Why Fraudsters Use Emulators?
Again, because they are flexible, easy and virtual. Unfortunately, all of these reasons make emulators appealing for cybercriminals as well.
- Flexibility helps criminals bypass detection systems since the device's sensors can be spoofed, bypassing fingerprinting by creating new fake devices, etc.
- Ease of use creates a low barrier of entry for anyone willing to commit fraud; they easily run on PC or Cloud.
- Virtual means the process of creating, managing, and destroying the devices can be fully automated (you can drive them manually or use BOTs) without leaving a physical trace.
The Growing Popularity of Emulators with Fraudsters
Throughout our research, we have come across countless discussions on how to use the software, including step-by-step directions on how to use emulators to commit fraud with stolen credit cards, recommendations on how to bypass fraud detection tools, device types and OS versions to bypass fraud detection tools, and what to do in case you are blocked.
How simple it is, is truly concerning - to say the least.
The image shows a detailed tutorial on how to use emulators to cash out stolen credit cards.
Detecting Emulators with Behavioral Biometrics
Some emulators are easier to detect than others, but all will try to mask their activity. To do this, cybercriminals will use various tricks such as imitating real devices, spoofing signals to sensors, and removing traces of their existence after deleting an emulated device. Although these tricks are sophisticated, they're not foolproof.
Behavioral biometrics is the solution we use to identify emulated devices. Behavioral biometrics works by learning how humans interact with devices in order to identify patterns. By using the sensors embedded in mobile devices, from touch screens to GPS radios, we can extract and analyze hundreds of data points that define exactly how users use their devices.
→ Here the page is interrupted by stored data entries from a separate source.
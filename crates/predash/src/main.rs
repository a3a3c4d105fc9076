//! predash - Predictive analytics dashboard

mod cli;

use anyhow::Result;
use clap::{Parser, Subcommand};

#[derive(Parser)]
#[command(
    name = "predash",
    version,
    about = "Predictive analytics dashboard",
    long_about = "A terminal dashboard over synthetic analytics datasets.\n\
                  \n\
                  Browse four datasets (sales, users, revenue, engagement) across\n\
                  metric cards, a 12-month historical chart, a forecast chart with\n\
                  confidence bounds, and a sortable raw-data table.\n\
                  \n\
                  Examples:\n\
                    predash                          # Run TUI (default)\n\
                    predash metrics sales            # Print metric cards\n\
                    predash info revenue             # Print dataset description\n\
                    predash table engagement --json  # Raw data rows as JSON\n\
                  \n\
                  Environment Variables:\n\
                    PREDASH_NO_COLOR                 # Disable ANSI colors (log-friendly)\n\
                    RUST_LOG                         # Log filter for non-TUI modes"
)]
struct Cli {
    #[command(subcommand)]
    mode: Option<Mode>,

    /// Disable ANSI colors (log-friendly)
    #[arg(long, env = "PREDASH_NO_COLOR")]
    no_color: bool,
}

#[derive(Subcommand)]
enum Mode {
    /// Run TUI interface (default)
    Tui,
    /// Print metric cards for a dataset and exit
    Metrics {
        /// Dataset id (sales, users, revenue, engagement)
        #[arg(default_value = "sales")]
        dataset: String,
        /// Output as JSON
        #[arg(long)]
        json: bool,
    },
    /// Print dataset description and exit
    Info {
        /// Dataset id (sales, users, revenue, engagement)
        #[arg(default_value = "sales")]
        dataset: String,
        /// Output as JSON
        #[arg(long)]
        json: bool,
    },
    /// Print raw data rows for a dataset and exit
    Table {
        /// Dataset id (sales, users, revenue, engagement)
        #[arg(default_value = "sales")]
        dataset: String,
        /// Output as JSON
        #[arg(long)]
        json: bool,
    },
}

#[tokio::main]
async fn main() -> Result<()> {
    let cli = Cli::parse();
    let no_color = cli.no_color;

    match cli.mode.unwrap_or(Mode::Tui) {
        Mode::Tui => {
            // No logging to stdout/stderr while the alternate screen is up
            predash_tui::run().await?;
        }
        Mode::Metrics { dataset, json } => {
            init_logging();
            let metrics = predash_core::api::fetch_metrics(&dataset).await?;
            println!("{}", cli::format_metrics(&metrics, json, no_color));
        }
        Mode::Info { dataset, json } => {
            init_logging();
            let info = predash_core::api::fetch_dataset_info(&dataset).await?;
            println!("{}", cli::format_info(&info, json));
        }
        Mode::Table { dataset, json } => {
            init_logging();
            let rows = predash_core::api::fetch_table_data(&dataset).await?;
            println!("{}", cli::format_table(&rows, json, no_color));
        }
    }

    Ok(())
}

fn init_logging() {
    tracing_subscriber::fmt()
        .with_env_filter(
            tracing_subscriber::EnvFilter::try_from_default_env()
                .unwrap_or_else(|_| tracing_subscriber::EnvFilter::new("warn")),
        )
        .with_writer(std::io::stderr)
        .init();
}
We then apply machine learning algorithms to determine whether or not these data points reflect the properties of a real physical mobile device or an emulated one.
The parameters we identify include how firmly you touch the screen, how fast you tap, swipe, how you move your wrist and palm when touching the screen, and more. Even basic actions modify multiple data points. For example, a single swipe on a touchscreen gives us the position and pressure of the user's finger, as well as the intensity of vibrations created by the accelerometer in response to the action:
Although these interactions generate potentially hundreds of data point, the patterns are consistent across different interactions. For example, the amount of pressure applied when swiping varies for each individual person. However, the fact that this pressure is unique to each individual person is in itself consistent with everyone. In other words, it's rare for two individual people to have the exact same swiping behavior.
As another example, consider the orientation of your phone when swiping. Not only do we move our finger across the screen, but we usually tilt the device towards us when doing so. Again, the amount and the direction varies for each person, but the behavior is consistent. These behaviors—along with dozens of others—create a collection of nuances that can't be easily simulated with a virtual device.
Emulators vs. Man-to-Machine
Unfortunately, emulators are a commonplace occurrence. Traditional fraud detection tools struggle to detect emulated devices, which means you likely have emulated traffic interspersed with genuine traffic from real devices. However, emulators are vulnerable for the same reasons they are powerful: since they are not physical devices, they are not easily capable of providing all of the unique attributes that a physical device can provide.
Behavioral biometrics leverages this vulnerability. By relying on hard-to-spoof data points and parameters, behavioral biometrics makes it exceptionally difficult for emulated devices to pass for physical devices. It does this without relying on specific footprints or classical detection methods, allowing it to work against even the most advanced emulation software.